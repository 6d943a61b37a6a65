//! Precomputed reference embeddings.
//!
//! On disk a gallery is a little-endian `u32` row length followed by the
//! row-major `f32` matrix, also little-endian.

use std::io::{Read, Write};
use std::path::{Path, PathBuf};

use thiserror::Error;

#[derive(Debug, Error)]
pub enum GalleryError {
    #[error("failed to read gallery {path}")]
    Io {
        path: PathBuf,
        #[source]
        source: std::io::Error,
    },

    #[error("gallery {path} is malformed: {message}")]
    Malformed { path: PathBuf, message: String },

    #[error("gallery rows must all have length {dim}")]
    RaggedRows { dim: usize },
}

/// Reference embedding matrix with per-row norms precomputed.
#[derive(Debug, Clone, PartialEq)]
pub struct ReferenceGallery {
    dim: usize,
    rows: Vec<f32>,
    norms: Vec<f32>,
}

impl ReferenceGallery {
    pub fn from_rows(rows: Vec<Vec<f32>>) -> Result<Self, GalleryError> {
        let dim = rows.first().map(Vec::len).unwrap_or(0);
        if dim == 0 || rows.iter().any(|r| r.len() != dim) {
            return Err(GalleryError::RaggedRows { dim });
        }
        Ok(Self::from_flat(dim, rows.into_iter().flatten().collect()))
    }

    fn from_flat(dim: usize, rows: Vec<f32>) -> Self {
        let norms = rows.chunks_exact(dim).map(norm).collect();
        Self { dim, rows, norms }
    }

    pub fn load(path: &Path) -> Result<Self, GalleryError> {
        let io_err = |source| GalleryError::Io {
            path: path.to_path_buf(),
            source,
        };
        let malformed = |message: String| GalleryError::Malformed {
            path: path.to_path_buf(),
            message,
        };

        let mut file = std::fs::File::open(path).map_err(io_err)?;
        let total = file.metadata().map_err(io_err)?.len() as usize;

        let mut header = [0u8; 4];
        file.read_exact(&mut header).map_err(io_err)?;
        let dim = u32::from_le_bytes(header) as usize;
        if dim == 0 {
            return Err(malformed("row length is zero".into()));
        }

        let body = total - header.len();
        let row_bytes = dim * std::mem::size_of::<f32>();
        if body == 0 || body % row_bytes != 0 {
            return Err(malformed(format!(
                "{body} payload bytes is not a whole number of {dim}-wide rows"
            )));
        }

        let mut rows = vec![0f32; body / std::mem::size_of::<f32>()];
        file.read_exact(bytemuck::cast_slice_mut(&mut rows))
            .map_err(io_err)?;
        for value in &mut rows {
            *value = f32::from_bits(u32::from_le(value.to_bits()));
        }

        Ok(Self::from_flat(dim, rows))
    }

    pub fn save(&self, path: &Path) -> Result<(), GalleryError> {
        let io_err = |source| GalleryError::Io {
            path: path.to_path_buf(),
            source,
        };
        let le: Vec<f32> = self
            .rows
            .iter()
            .map(|v| f32::from_bits(v.to_bits().to_le()))
            .collect();

        let mut file = std::fs::File::create(path).map_err(io_err)?;
        file.write_all(&(self.dim as u32).to_le_bytes())
            .map_err(io_err)?;
        file.write_all(bytemuck::cast_slice(&le)).map_err(io_err)?;
        Ok(())
    }

    pub fn dim(&self) -> usize {
        self.dim
    }

    pub fn len(&self) -> usize {
        self.norms.len()
    }

    pub fn is_empty(&self) -> bool {
        self.norms.is_empty()
    }

    /// Highest cosine similarity between `query` and any row, or `None` if
    /// the dimensions disagree.
    pub fn max_similarity(&self, query: &[f32]) -> Option<f32> {
        if query.len() != self.dim || self.is_empty() {
            return None;
        }
        let query_norm = norm(query);
        self.rows
            .chunks_exact(self.dim)
            .zip(&self.norms)
            .map(|(row, row_norm)| cosine(query, query_norm, row, *row_norm))
            .reduce(f32::max)
    }
}

/// Cosine similarity in `[-1, 1]`; zero vectors score `0`.
pub fn cosine_similarity(a: &[f32], b: &[f32]) -> f32 {
    cosine(a, norm(a), b, norm(b))
}

fn cosine(a: &[f32], a_norm: f32, b: &[f32], b_norm: f32) -> f32 {
    if a_norm == 0.0 || b_norm == 0.0 {
        return 0.0;
    }
    let dot: f32 = a.iter().zip(b).map(|(x, y)| x * y).sum();
    (dot / (a_norm * b_norm)).clamp(-1.0, 1.0)
}

fn norm(v: &[f32]) -> f32 {
    v.iter().map(|x| x * x).sum::<f32>().sqrt()
}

** Required work **
The records above must be transcribed line for line, exactly.

** Result **
repository 6d943a61b37a6a65
//! Precomputed reference embeddings.
//!
//! On disk a gallery is a little-endian `u32` row length followed by the
//! row-major `f32` matrix, also little-endian.

use std::io::{Read, Write};
use std::path::{Path, PathBuf};

use thiserror::Error;

#[derive(Debug, Error)]
pub enum GalleryError {
    #[error("failed to read gallery {path}")]
    Io {
        path: PathBuf,
        #[source]
        source: std::io::Error,
    },

    #[error("gallery {path} is malformed: {message}")]
    Malformed { path: PathBuf, message: String },

    #[error("gallery rows must all have length {dim}")]
    RaggedRows { dim: usize },
}

/// Reference embedding matrix with per-row norms precomputed.
#[derive(Debug, Clone, PartialEq)]
pub struct ReferenceGallery {
    dim: usize,
    rows: Vec<f32>,
    norms: Vec<f32>,
}

impl ReferenceGallery {
    pub fn from_rows(rows: Vec<Vec<f32>>) -> Result<Self, GalleryError> {
        let dim = rows.first().map(Vec::len).unwrap_or(0);
        if dim == 0 || rows.iter().any(|r| r.len() != dim) {
            return Err(GalleryError::RaggedRows { dim });
        }
        Ok(Self::from_flat(dim, rows.into_iter().flatten().collect()))
    }

    fn from_flat(dim: usize, rows: Vec<f32>) -> Self {
        let norms = rows.chunks_exact(dim).map(norm).collect();
        Self { dim, rows, norms }
    }

    pub fn load(path: &Path) -> Result<Self, GalleryError> {
        let io_err = |source| GalleryError::Io {
            path: path.to_path_buf(),
            source,
        };
        let malformed = |message: String| GalleryError::Malformed {
            path: path.to_path_buf(),
            message,
        };

        let mut file = std::fs::File::open(path).map_err(io_err)?;
        let total = file.metadata().map_err(io_err)?.len() as usize;

        let mut header = [0u8; 4];
        file.read_exact(&mut header).map_err(io_err)?;
        let dim = u32::from_le_bytes(header) as usize;
        if dim == 0 {
            return Err(malformed("row length is zero".into()));
        }

        let body = total - header.len();
        let row_bytes = dim * std::mem::size_of::<f32>();
        if body == 0 || body % row_bytes != 0 {
            return Err(malformed(format!(
                "{body} payload bytes is not a whole number of {dim}-wide rows"
            )));
        }

        let mut rows = vec![0f32; body / std::mem::size_of::<f32>()];
        file.read_exact(bytemuck::cast_slice_mut(&mut rows))
            .map_err(io_err)?;
        for value in &mut rows {
            *value = f32::from_bits(u32::from_le(value.to_bits()));
        }

        Ok(Self::from_flat(dim, rows))
    }

    pub fn save(&self, path: &Path) -> Result<(), GalleryError> {
        let io_err = |source| GalleryError::Io {
            path: path.to_path_buf(),
            source,
        };
        let le: Vec<f32> = self
            .rows
            .iter()
            .map(|v| f32::from_bits(v.to_bits().to_le()))
            .collect();

        let mut file = std::fs::File::create(path).map_err(io_err)?;
        file.write_all(&(self.dim as u32).to_le_bytes())
            .map_err(io_err)?;
        file.write_all(bytemuck::cast_slice(&le)).map_err(io_err)?;
        Ok(())
    }

    pub fn dim(&self) -> usize {
        self.dim
    }

    pub fn len(&self) -> usize {
        self.norms.len()
    }

    pub fn is_empty(&self) -> bool {
        self.norms.is_empty()
    }

    /// Highest cosine similarity between `query` and any row, or `None` if
    /// the dimensions disagree.
    pub fn max_similarity(&self, query: &[f32]) -> Option<f32> {
        if query.len() != self.dim || self.is_empty() {
            return None;
        }
        let query_norm = norm(query);
        self.rows
            .chunks_exact(self.dim)
            .zip(&self.norms)
            .map(|(row, row_norm)| cosine(query, query_norm, row, *row_norm))
            .reduce(f32::max)
    }
}

/// Cosine similarity in `[-1, 1]`; zero vectors score `0`.
pub fn cosine_similarity(a: &[f32], b: &[f32]) -> f32 {
    cosine(a, norm(a), b, norm(b))
}

fn cosine(a: &[f32], a_norm: f32, b: &[f32], b_norm: f32) -> f32 {
    if a_norm == 0.0 || b_norm == 0.0 {
        return 0.0;
    }
    let dot: f32 = a.iter().zip(b).map(|(x, y)| x * y).sum();
    (dot / (a_norm * b_norm)).clamp(-1.0, 1.0)
}

fn norm(v: &[f32]) -> f32 {
    v.iter().map(|x| x * x).sum::<f32>().sqrt()
}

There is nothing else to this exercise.